Physician Update: AHA Special Edition
Read more articles from our most relevant research presented at the 2021 AHA Scientific Sessions.
Clinical Heart and Vascular Center
Assistant Professor of Internal Medicine
At this year’s AHA Scientific Sessions, we presented findings from our systematic review and meta-analysis evaluating the impact of polypills – single pill combinations of common preventive cardiac therapies – on cardiovascular outcomes and risk factors. Globally today, cardiovascular disease is on the rise, with optimal risk reduction therapies not reaching most at-risk adults due to failures to prescribe evidence-based treatments and patient barriers to adherence to recommended therapies. Although polypills have long been theorized to have the potential to dramatically improve cardiovascular risk reduction in low- and middle-income countries due to their ease of use for providers and patients alike, data supporting this approach have been sparse until recently.
Therefore, we performed a systematic search to identify randomized controlled trials that examined the associations between polypill therapy and cardiovascular outcomes and all-cause mortality. We identified eight high-quality randomized control trials published between 2013 and 2020, which collectively enrolled 25,584 participants, had a median follow up of about three years, and reported on major adverse cardiovascular events (such as cardiovascular death, acute coronary syndromes, stroke, heart failure, myocardial infarction, cardiac arrest, arterial revascularization, and angina). Included trials represented both primary and secondary prevention applications of the polypill and were primarily set in low- and middle-income countries, though seven of the trials included at least one high-income country. We additionally evaluated the effect of the polypill strategy on clinically relevant secondary endpoints, including the risk of all-cause mortality, changes in blood pressure and cholesterol, adverse therapy effects, and drug adherence and discontinuation rates.

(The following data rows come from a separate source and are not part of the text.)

//! Tests for query document shapes

use serde_json::json;

use crate::daterange::{DateRange, Interval};
use crate::math::MathOperator;
use crate::node::{
    ActionsNode, EventsNode, InsightVizNode, QuerySource, SeriesNode, TrendsQuery,
};

fn pageview_trends() -> QuerySource {
    QuerySource::TrendsQuery(TrendsQuery {
        series: vec![
            EventsNode::for_event("pageview")
                .with_math(MathOperator::Total)
                .into(),
        ],
        date_range: Some(DateRange::last_days(7)),
        interval: Some(Interval::Day),
        ..TrendsQuery::default()
    })
}

#[test]
fn test_trends_query_kind_tag() {
    let value = serde_json::to_value(pageview_trends()).unwrap();

    assert_eq!(value["kind"], "TrendsQuery");
    assert_eq!(value["series"][0]["kind"], "EventsNode");
    assert_eq!(value["series"][0]["event"], "pageview");
    assert_eq!(value["series"][0]["math"], "total");
}

#[test]
fn test_actions_node_kind_tag() {
    let node: SeriesNode = ActionsNode::for_action("signup")
        .with_math(MathOperator::UniqueUsers)
        .into();
    let value = serde_json::to_value(&node).unwrap();

    assert_eq!(value["kind"], "ActionsNode");
    assert_eq!(value["id"], "signup");
    assert_eq!(value["math"], "unique_users");
}

#[test]
fn test_empty_fields_omitted() {
    let value = serde_json::to_value(SeriesNode::from(EventsNode::for_event("click"))).unwrap();
    let obj = value.as_object().unwrap();

    assert!(!obj.contains_key("math"));
    assert!(!obj.contains_key("math_property"));
    assert!(!obj.contains_key("properties"));
    assert!(!obj.contains_key("name"));
}

#[test]
fn test_document_round_trip() {
    let query = pageview_trends();
    let text = serde_json::to_string(&query).unwrap();
    let back: QuerySource = serde_json::from_str(&text).unwrap();

    assert_eq!(back, query);
}

#[test]
fn test_deserialize_sparse_document() {
    let back: QuerySource = serde_json::from_value(json!({
        "kind": "TrendsQuery",
        "series": [{"kind": "EventsNode", "event": "purchase"}],
    }))
    .unwrap();

    assert_eq!(back.series().len(), 1);
    assert_eq!(back.series()[0].math(), None);
}

#[test]
fn test_empty_query_is_empty() {
    let query = QuerySource::TrendsQuery(TrendsQuery::default());
    assert!(query.is_empty());
    assert!(!pageview_trends().is_empty());
}

#[test]
fn test_series_accessors() {
    let node: SeriesNode = EventsNode::for_event("purchase")
        .with_math(MathOperator::Sum)
        .with_math_property("revenue")
        .into();

    assert_eq!(node.math(), Some(MathOperator::Sum));
    assert_eq!(node.math_property(), Some("revenue"));
    assert_eq!(node.name(), None);
}

#[test]
fn test_preview_wrapper_defaults() {
    let viz = InsightVizNode::preview(pageview_trends());

    assert!(!viz.show_table);
    assert!(viz.show_last_computation);
    assert!(!viz.show_last_computation_refresh);
}

#[test]
fn test_structural_equality_implies_serialized_equality() {
    let a = serde_json::to_string(&pageview_trends()).unwrap();
    let b = serde_json::to_string(&pageview_trends()).unwrap();
    assert_eq!(a, b);
}
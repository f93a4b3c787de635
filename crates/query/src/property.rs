//! Property filter conditions
//!
//! Property filters narrow a series to matching events or persons. The query
//! layer carries them opaquely; semantic validation (does the property exist,
//! is the value well typed) is the executor's responsibility.

use serde::{Deserialize, Serialize};

use crate::error::{QueryError, Result};

/// A single property condition on a query series
#[derive(Debug, Clone, PartialEq, Serialize, Deserialize)]
pub struct PropertyFilter {
    /// Property key to filter on
    pub key: String,
    /// Operator for comparison
    pub operator: PropertyOperator,
    /// Value(s) to compare against
    pub value: PropertyValue,
    /// Whether the property lives on the event or the person
    #[serde(default)]
    pub scope: PropertyScope,
}

impl PropertyFilter {
    /// Create an equality condition
    pub fn exact(key: impl Into<String>, value: impl Into<String>) -> Self {
        Self {
            key: key.into(),
            operator: PropertyOperator::Exact,
            value: PropertyValue::Single(value.into()),
            scope: PropertyScope::Event,
        }
    }

    /// Create a not-equal condition
    pub fn is_not(key: impl Into<String>, value: impl Into<String>) -> Self {
        Self {
            key: key.into(),
            operator: PropertyOperator::IsNot,
            value: PropertyValue::Single(value.into()),
            scope: PropertyScope::Event,
        }
    }

    /// Create a contains condition
    pub fn contains(key: impl Into<String>, value: impl Into<String>) -> Self {
        Self {
            key: key.into(),
            operator: PropertyOperator::Contains,
            value: PropertyValue::Single(value.into()),
            scope: PropertyScope::Event,
        }
    }

    /// Create a one-of condition
    pub fn one_of(key: impl Into<String>, values: Vec<String>) -> Self {
        Self {
            key: key.into(),
            operator: PropertyOperator::Exact,
            value: PropertyValue::Multiple(values),
            scope: PropertyScope::Event,
        }
    }

    /// Create an is_set condition (property present)
    pub fn is_set(key: impl Into<String>) -> Self {
        Self {
            key: key.into(),
            operator: PropertyOperator::IsSet,
            value: PropertyValue::None,
            scope: PropertyScope::Event,
        }
    }

    /// Create an is_not_set condition (property absent)
    pub fn is_not_set(key: impl Into<String>) -> Self {
        Self {
            key: key.into(),
            operator: PropertyOperator::IsNotSet,
            value: PropertyValue::None,
            scope: PropertyScope::Event,
        }
    }

    /// Rescope this filter to person properties
    pub fn on_person(mut self) -> Self {
        self.scope = PropertyScope::Person;
        self
    }
}

/// Property comparison operators
#[derive(Debug, Clone, Copy, PartialEq, Eq, Serialize, Deserialize)]
#[serde(rename_all = "snake_case")]
pub enum PropertyOperator {
    /// Equal
    Exact,
    /// Not equal
    IsNot,
    /// Contains substring
    Contains,
    /// Does not contain substring
    NotContains,
    /// Greater than
    Gt,
    /// Greater than or equal
    Gte,
    /// Less than
    Lt,
    /// Less than or equal
    Lte,
    /// Property is present
    IsSet,
    /// Property is absent
    IsNotSet,
    /// Regex match
    Regex,
}

impl PropertyOperator {
    /// Parse an operator from string
    pub fn parse(s: &str) -> Result<Self> {
        match s.trim().to_lowercase().as_str() {
            "exact" | "eq" | "=" | "==" => Ok(Self::Exact),
            "is_not" | "ne" | "!=" => Ok(Self::IsNot),
            "contains" | "icontains" => Ok(Self::Contains),
            "not_contains" | "not_icontains" => Ok(Self::NotContains),
            "gt" | ">" => Ok(Self::Gt),
            "gte" | ">=" => Ok(Self::Gte),
            "lt" | "<" => Ok(Self::Lt),
            "lte" | "<=" => Ok(Self::Lte),
            "is_set" => Ok(Self::IsSet),
            "is_not_set" => Ok(Self::IsNotSet),
            "regex" | "~" => Ok(Self::Regex),
            _ => Err(QueryError::InvalidOperator(s.to_string())),
        }
    }
}

/// Property filter value (none, single, or multiple)
#[derive(Debug, Clone, PartialEq, Serialize, Deserialize)]
#[serde(untagged)]
pub enum PropertyValue {
    /// No value (for is_set/is_not_set)
    None,
    /// Single value
    Single(String),
    /// Multiple values (any-of semantics)
    Multiple(Vec<String>),
}

/// Where a property is looked up
#[derive(Debug, Clone, Copy, PartialEq, Eq, Default, Serialize, Deserialize)]
#[serde(rename_all = "snake_case")]
pub enum PropertyScope {
    /// Event property
    #[default]
    Event,
    /// Person property
    Person,
}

“The impact of the polypill was most apparent among trials that implemented a primary prevention application, enrolling patients without preexisting cardiovascular disease, where we observed a significant 30% reduction in the risk of cardiovascular events.”
In our study-level meta-analysis, we found that use of the polypill was associated with a 15% reduction in the incidence of cardiovascular events overall, though this result was not significant. The impact of the polypill was most apparent among trials that implemented a primary prevention application, enrolling patients without preexisting cardiovascular disease, where we observed a significant 30% reduction in the risk of cardiovascular events. In contrast, no favorable effect was observed among trials evaluating patients with preexisting cardiovascular disease. The polypill strategy in the overall cohort did, however, demonstrate additional benefits with secondary outcomes, including a significant reduction in all-cause mortality, blood pressure, and drug discontinuation, with a corresponding increase in adherence to therapy among individuals receiving the single pill.
Together, this meta-analysis of RCTs demonstrates that a polypill strategy is associated with substantial overall reductions in cardiovascular events and intermediate cardiovascular endpoints, particularly when applied for primary prevention as a population-level strategy. Such an approach, if employed effectively, may have substantial implications for the accessibility of cardiac preventive therapies around the world.